Zing Forum

Reading

Application of Explainable AI in Chronic Kidney Disease Prediction: SHAP Method-Driven Clinical Decision Support

This article introduces a chronic kidney disease prediction framework based on decision trees and SHAP explainability technology, and explores how to balance model transparency and clinical usability in medical AI.

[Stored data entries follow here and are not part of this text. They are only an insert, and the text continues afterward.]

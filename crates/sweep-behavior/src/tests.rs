//! Unit tests for sweep-behavior.

use std::collections::VecDeque;

use sweep_core::{Cell, RandomSource, SimRng, SweepConfig};
use sweep_layout::{FloorPlan, Layout};

use crate::{OccupantMove, greedy_step, nearest_exit, occupant_step, walkable_neighbors};

// ── Helpers ───────────────────────────────────────────────────────────────────

fn default_plan() -> FloorPlan {
    FloorPlan::build(&SweepConfig::default())
}

fn layout(plan: &FloorPlan) -> &Layout {
    plan.layout()
}

/// Replays fixed draws; panics if the policy consumes more than scripted.
struct Scripted {
    units:   VecDeque<f64>,
    indices: VecDeque<usize>,
}

impl Scripted {
    fn new(units: &[f64], indices: &[usize]) -> Self {
        Self {
            units:   units.iter().copied().collect(),
            indices: indices.iter().copied().collect(),
        }
    }
}

impl RandomSource for Scripted {
    fn next_unit(&mut self) -> f64 {
        self.units.pop_front().expect("unexpected unit draw")
    }

    fn next_index(&mut self, len: usize) -> usize {
        let i = self.indices.pop_front().expect("unexpected index draw");
        assert!(i < len);
        i
    }
}

// ── greedy_step ───────────────────────────────────────────────────────────────

#[cfg(test)]
mod greedy {
    use super::*;

    #[test]
    fn wall_row_move_falls_back_to_column() {
        let plan = default_plan();
        // (6,1) is a wall, so the column step along the corridor is taken.
        let next = greedy_step(layout(&plan), Cell::new(7, 1), Cell::new(6, 9));
        assert_eq!(next, Cell::new(7, 2));
    }

    #[test]
    fn row_first_when_walkable() {
        let plan = default_plan();
        let next = greedy_step(layout(&plan), Cell::new(7, 9), Cell::new(5, 10));
        assert_eq!(next, Cell::new(6, 9));
    }

    #[test]
    fn column_when_rows_match() {
        let plan = default_plan();
        let next = greedy_step(layout(&plan), Cell::new(7, 30), Cell::new(7, 20));
        assert_eq!(next, Cell::new(7, 29));
    }

    #[test]
    fn at_target_stays() {
        let plan = default_plan();
        let here = Cell::new(6, 9);
        assert_eq!(greedy_step(layout(&plan), here, here), here);
    }

    #[test]
    fn blocked_both_ways_stays() {
        let plan = default_plan();
        // Inside the room at its top-left corner, target up-left through walls.
        let here = Cell::new(4, 7);
        assert_eq!(greedy_step(layout(&plan), here, Cell::new(0, 0)), here);
    }

    #[test]
    fn walks_corridor_to_first_door() {
        let plan = default_plan();
        let target = Cell::new(6, 9);
        let mut pos = Cell::new(7, 1);
        let mut steps = 0;
        while pos != target {
            let next = greedy_step(layout(&plan), pos, target);
            assert!(next.manhattan(target) < pos.manhattan(target));
            pos = next;
            steps += 1;
        }
        assert_eq!(steps, 9);
    }
}

// ── neighbours and exits ──────────────────────────────────────────────────────

#[cfg(test)]
mod neighbours {
    use super::*;

    #[test]
    fn order_is_up_down_left_right() {
        let plan = default_plan();
        let n = walkable_neighbors(layout(&plan), Cell::new(7, 9));
        assert_eq!(n, [Cell::new(6, 9), Cell::new(8, 9), Cell::new(7, 8), Cell::new(7, 10)]);
    }

    #[test]
    fn walls_and_borders_excluded() {
        let plan = default_plan();
        // Corridor cell at the left border, walls above and below.
        let n = walkable_neighbors(layout(&plan), Cell::new(7, 0));
        assert_eq!(n, [Cell::new(7, 1)]);
    }

    #[test]
    fn nearest_exit_ties_to_first() {
        let exits = [Cell::new(7, 1), Cell::new(7, 43)];
        assert_eq!(nearest_exit(Cell::new(5, 9), exits), exits[0]);
        assert_eq!(nearest_exit(Cell::new(5, 33), exits), exits[1]);
        assert_eq!(nearest_exit(Cell::new(7, 22), exits), exits[0]);
    }
}

// ── occupant_step ─────────────────────────────────────────────────────────────

#[cfg(test)]
mod occupant {
    use super::*;

    const EXITS: [Cell; 2] = [Cell::new(7, 1), Cell::new(7, 43)];

    #[test]
    fn greedy_draw_takes_best_gain() {
        let plan = default_plan();
        let mut rng = Scripted::new(&[0.1], &[]);
        let mv = occupant_step(layout(&plan), Cell::new(5, 9), EXITS, 0.25, &mut rng);
        // Up (4,9) loses, down (6,9) gains, left (5,8) gains: first maximum wins.
        assert_eq!(mv, OccupantMove::Greedy(Cell::new(6, 9)));
    }

    #[test]
    fn hesitation_draw_picks_indexed_candidate() {
        let plan = default_plan();
        let mut rng = Scripted::new(&[0.9], &[0]);
        let mv = occupant_step(layout(&plan), Cell::new(5, 9), EXITS, 0.25, &mut rng);
        assert_eq!(mv, OccupantMove::Random(Cell::new(4, 9)));
    }

    #[test]
    fn threshold_boundary_is_hesitation() {
        let plan = default_plan();
        let mut rng = Scripted::new(&[0.75], &[3]);
        let mv = occupant_step(layout(&plan), Cell::new(5, 9), EXITS, 0.25, &mut rng);
        assert_eq!(mv, OccupantMove::Random(Cell::new(5, 10)));
    }

    #[test]
    fn stuck_consumes_no_draws() {
        let cfg = SweepConfig {
            height: 5, width: 5, corridor_row: 2, door_cols: vec![2],
            room_depth: 1, room_width: 1, exit_cols: [0, 4], occupant_count: 0,
            ..SweepConfig::default()
        };
        let plan = FloorPlan::build(&cfg);
        // (0,0) is walled in: (1,0) and (0,1) are walls, the rest is off-grid.
        let mut rng = Scripted::new(&[], &[]);
        let mv = occupant_step(plan.layout(), Cell::new(0, 0), plan.exits(), 0.25, &mut rng);
        assert_eq!(mv, OccupantMove::Stuck);
        assert_eq!(mv.destination(Cell::new(0, 0)), Cell::new(0, 0));
    }

    #[test]
    fn zero_hesitation_always_greedy() {
        let plan = default_plan();
        let mut rng = SimRng::new(3);
        for _ in 0..200 {
            let mv = occupant_step(layout(&plan), Cell::new(7, 20), EXITS, 0.0, &mut rng);
            assert_eq!(mv, OccupantMove::Greedy(Cell::new(7, 19)));
        }
    }

    #[test]
    fn greedy_fraction_converges_to_three_quarters() {
        let plan = default_plan();
        let mut rng = SimRng::new(2024);
        let pos = Cell::new(7, 10);
        let exit = nearest_exit(pos, EXITS);
        let trials = 20_000;

        let (mut greedy, mut improved) = (0u32, 0u32);
        for _ in 0..trials {
            let mv = occupant_step(layout(&plan), pos, EXITS, 0.25, &mut rng);
            if matches!(mv, OccupantMove::Greedy(_)) {
                greedy += 1;
            }
            if mv.destination(pos).manhattan(exit) < pos.manhattan(exit) {
                improved += 1;
            }
        }

        let greedy_frac = greedy as f64 / trials as f64;
        assert!((greedy_frac - 0.75).abs() < 0.02, "greedy fraction {greedy_frac}");

        // One of four candidates improves, so random picks add 0.25 * 0.25.
        let improved_frac = improved as f64 / trials as f64;
        assert!((improved_frac - 0.8125).abs() < 0.02, "improved fraction {improved_frac}");
    }
}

可解释AI慢性肾病预测SHAP医疗AI决策树临床决策支持机器学习特征重要性
Published 2026-06-09 19:45Recent activity 2026-06-09 19:56Estimated read 5 min
Application of Explainable AI in Chronic Kidney Disease Prediction: SHAP Method-Driven Clinical Decision Support
1

Section 01

[Introduction] Application of Explainable AI in Chronic Kidney Disease Prediction: SHAP-Driven Clinical Decision Support

This article introduces a chronic kidney disease (CKD) prediction framework based on decision trees and SHAP explainability technology, aiming to solve the 'black box' dilemma of medical AI and balance model transparency and clinical usability. The core goal of the project is to develop a high-performance and explainable CKD prediction model, identify key clinical risk factors, and provide support for clinical decision-making.

2

Section 02

'Black Box' Dilemma of Medical AI and the Need for CKD Prediction

Artificial intelligence is widely used in the medical field, but most high-performance models are 'black boxes' that cannot explain the basis for their decisions, which brings issues such as trust and regulation in medical scenarios. Chronic kidney disease has no obvious early symptoms, so early prediction is crucial. However, risk factors are complex, traditional methods are difficult to capture nonlinear relationships, and machine learning needs explainability to be practical.

3

Section 03

Dataset, Model Selection, and Performance

The project uses the CKD dataset from the UCI Machine Learning Repository (400 samples, 24 clinical features), covering blood, physiological, urine indicators, and medical history. A decision tree was selected as the basic classifier (naturally readable rules). The model's test set performance is excellent: accuracy, precision, recall, F1, and ROC-AUC are all 1.00, and the cross-validation score is 0.97 (suggesting possible limitations of the test set).

4

Section 04

SHAP Explainability Analysis: Key Features and Individual Explanations

SHAP quantifies feature contributions based on the game theory Shapley value. Global analysis identifies key risk factors: hemoglobin (most influential, related to anemia), urine specific gravity (reflects renal concentration function), hypertension, and blood urea. Local explanations can show individual patients the direction and degree of influence of each feature on the prediction, helping with personalized decision-making.

5

Section 05

Visualization Tools Facilitate Model Understanding and Communication

The project provides multiple visualizations: decision trees show decision paths; SHAP summary plots present global feature importance; confusion matrices and ROC curves evaluate performance; feature importance plots intuitively show contributions. These tools help doctors understand the model and also support doctor-patient communication.

6

Section 06

Clinical Significance and Value of the Project

Explainability helps build doctor trust (consistent with medical knowledge), serves as a medical education tool, discovers model errors to ensure quality, and meets regulatory compliance (such as FDA guidelines).

7

Section 07

Limitations and Future Improvement Directions

Project limitations include dataset size, etc. Future improvements can include expanding models (random forest, XGBoost), optimizing hyperparameters, multi-center external validation, calibration analysis, developing deployment systems, extending to other diseases, and exploring other explanation technologies (such as LIME).

8

Section 08

Conclusion: Explainable AI is the Inevitable Path for Medical AI

Explainable AI is the inevitable path for the development of medical AI. This project demonstrates the value of combining high-performance machine learning with clinical explainability. The key factors identified by SHAP are consistent with clinically concerned indicators, providing clear decision support for doctors. We look forward to more explainable medical AI systems serving patients' health.